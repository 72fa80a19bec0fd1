//! Deterministic simulation runner.
//!
//! This crate drives traffic generators through an in-process radio engine
//! on a virtual clock. Given the same configuration and seed, it produces
//! identical flow records every run.
//!
//! # Architecture
//!
//! ```text
//!   EventQueue: BTreeMap<(time, sequence), SimEvent>
//!        │
//!        ├── Application { app, Start | Stop | TimerFired }
//!        │        │
//!        │        ▼
//!        │   TrafficGenerator::step ──► [Action]
//!        │                                 │
//!        │        SetTimer / CancelTimer ◄─┤
//!        │                                 ▼ Transmit
//!        │                 FlowMonitor::record_tx
//!        │                 SimulatedEngine::classify + transit_delay
//!        │                                 │
//!        └── Deliver { flow } ◄────────────┘ (dropped if past the end)
//!                 │
//!                 ▼
//!        FlowMonitor::record_rx
//! ```

mod engine;
mod event_queue;
mod monitor;
mod runner;

pub use engine::{LinkConfig, Route, SimulatedEngine};
pub use event_queue::{EventKey, EventQueue, SimEvent};
pub use monitor::FlowMonitor;
pub use runner::{AppId, SimulationRunner, SimulationStats};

+ + + + + + +

TASK BRIEF
Show every line of the material above in which "EventQueue" is present.

RESPONSE AREA
//!   EventQueue: BTreeMap<(time, sequence), SimEvent>
pub use event_queue::{EventKey, EventQueue, SimEvent};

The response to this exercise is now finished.